McNally: ¿Cuánto rato llevas despierto? Y lo más importante, ¿qué haces aquí? –preguntó Andy girándose hacia Sam-.
Swarek: Sólo un minuto. No siempre intentan despertarlo a uno con una llave de judo.
McNally: ¿De qué estás hablando? No… no intentes desviar el tema. Se puede saber, ¿qué haces aquí?
Swarek: Dormir… bueno o intentar dormir, porque con tanto movimiento por la mañana es imposible.
McNally: ¡Ya sabes a qué me refiero! ¿Qué haces aquí?
Swarek: ¿Aquí, aquí? –dijo Sam señalando la cama mientras se incorporaba y apoyaba su cabeza con un brazo.
McNally: ¡Sí, aquí!
Swarek: Bueno… Me cansé de esperarte en el salón. Vine a ver si estabas bien… Y una cosa llevó a la otra.
McNally: ¿Qué… qué quieres decir con que una cosa llevó a la otra?
Swarek: Pues que estás irresistible en albornoz con una toalla enrollada en la cabeza.
McNally: ¡Deja de hacer eso! –exclamó Andy mirando fijamente los hoyuelos que se le formaban a Sam en la cara cuando reía-.

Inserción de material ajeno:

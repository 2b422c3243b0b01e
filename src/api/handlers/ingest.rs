//! 采集写入端点
//!
//! 浏览器端的事件批次和页面访问通过这里落库。写入失败只返回错误，
//! 客户端按至多一次语义处理，不会重试。

use actix_web::http::StatusCode;
use actix_web::{HttpResponse, web};
use tracing::{debug, warn};

use crate::api::AppState;
use crate::api::helpers::{error_response, success_response};
use crate::api::types::{
    ErrorCode, IngestEventsRequest, IngestEventsResponse, VisitCreatedResponse,
    VisitUpdatedResponse,
};
use crate::errors::SitepulseError;
use crate::tracking::{NewVisit, VisitHandle, VisitUpdate};

/// 单个请求允许的最大事件数
pub const MAX_EVENTS_PER_BATCH: usize = 500;

pub async fn ingest_events(
    state: web::Data<AppState>,
    body: web::Json<IngestEventsRequest>,
) -> HttpResponse {
    let events = body.into_inner().events;

    if events.is_empty() {
        return success_response(IngestEventsResponse { inserted: 0 });
    }
    if events.len() > MAX_EVENTS_PER_BATCH {
        return error_response(
            StatusCode::PAYLOAD_TOO_LARGE,
            ErrorCode::BatchSizeTooLarge,
            &format!(
                "Batch of {} events exceeds the limit of {}",
                events.len(),
                MAX_EVENTS_PER_BATCH
            ),
        );
    }
    if let Some(bad) = events.iter().find(|e| e.session_id.as_str().is_empty()) {
        return error_response(
            StatusCode::BAD_REQUEST,
            ErrorCode::BadRequest,
            &format!("Event {} is missing session_id", bad.event.event_type),
        );
    }

    let count = events.len();
    match state.store.insert_events(events).await {
        Ok(()) => {
            debug!("Ingested {} interaction events", count);
            success_response(IngestEventsResponse { inserted: count })
        }
        Err(e) => {
            warn!("Failed to ingest {} events: {}", count, e);
            error_response(
                StatusCode::INTERNAL_SERVER_ERROR,
                ErrorCode::StoreWriteFailed,
                "Failed to store events",
            )
        }
    }
}

pub async fn create_visit(state: web::Data<AppState>, body: web::Json<NewVisit>) -> HttpResponse {
    let mut visit = body.into_inner();
    visit.referrer = visit.referrer.filter(|r| !r.is_empty());
    if visit.session_id.as_str().is_empty() || visit.page_path.is_empty() {
        return error_response(
            StatusCode::BAD_REQUEST,
            ErrorCode::BadRequest,
            "session_id and page_path are required",
        );
    }

    match state.store.insert_visit(visit).await {
        Ok(handle) => success_response(VisitCreatedResponse { id: handle.id() }),
        Err(e) => {
            warn!("Failed to record visit: {}", e);
            error_response(
                StatusCode::INTERNAL_SERVER_ERROR,
                ErrorCode::StoreWriteFailed,
                "Failed to store visit",
            )
        }
    }
}

pub async fn update_visit(
    state: web::Data<AppState>,
    path: web::Path<i64>,
    body: web::Json<VisitUpdate>,
) -> HttpResponse {
    let id = path.into_inner();
    let update = body.into_inner();

    if update.scroll_depth > 100 {
        return error_response(
            StatusCode::BAD_REQUEST,
            ErrorCode::BadRequest,
            "scroll_depth must be between 0 and 100",
        );
    }

    match state.store.update_visit(VisitHandle::new(id), update).await {
        Ok(()) => success_response(VisitUpdatedResponse { id, updated: true }),
        // 未找到或已回填过
        Err(e) => match e.downcast_ref::<SitepulseError>() {
            Some(err @ (SitepulseError::NotFound(_) | SitepulseError::Conflict(_))) => {
                debug!("Rejected update for visit {}: {}", id, err);
                error_response(err.http_status(), ErrorCode::from(err), err.message())
            }
            _ => {
                warn!("Failed to update visit {}: {}", id, e);
                error_response(
                    StatusCode::INTERNAL_SERVER_ERROR,
                    ErrorCode::StoreWriteFailed,
                    "Failed to update visit",
                )
            }
        },
    }
}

Swarek: ¿El qué? ¿Decir la verdad?
McNally: No, sonreír de esa manera.
Swarek: ¿De qué manera?
McNally: ¡Esa! –contestó ella señalándolo con un dedo-. ¡Aleja esos hoyuelos de mi vista! –dijo Andy tapándose los ojos con ambas manos-.
Swarek: Sé el poder que ejercen estos hoyuelos en ti… Sé que te encantan. Tu misma me lo dijiste una vez.
McNally: Sí. Hay veces que estaría mejor calladita.
Swarek: ¿Sabes qué es lo que me vuelve realmente loco de ti?
McNally: ¡No, nunca me lo has dicho!
Swarek: Este precioso lunar que tienes debajo del labio –dijo él acercándose para acariciarlo-.
McNally: Y ahora, ¿en qué situación nos deja todo esto?
Swarek: En que tengo ganas de besarte –contestó Sam quedándose a tan sólo unos centímetros de ella-.
McNally: ¡Sam Swarek no me hagas esto!
Swarek: ¿El qué? ¿Esto? –preguntó él besándola sin dejarla responder-.
McNally: Sam –dijo ella cuando recobró el aliento después del beso-.
Swarek: No digas nada McNally, solo siente.
Andy se despertó por segunda vez esa mañana. Miró a su lado donde Sam dormía plácidamente y sonrió. Finalmente se había dejado llevar por los sentimientos tal y como le había dicho Sam, y estaba contenta por ello. Las cosas tenían que ir bien. Ella ya no estaba con Nick desde hacía unos meses, era una persona libre y Sam… Sam también. Él mismo había dicho que Marlo ya no era técnicamente su novia. ¿Técnicamente? –se preguntó-. ¿Qué había querido decir él con técnicamente?
McNally: ¡Sam Swakek! –gritó Andy mientras zarandeaba a un profundamente dormido Sam-. ¿Qué quisiste decir exactamente con que Marlo ya no es técnicamente tu novia?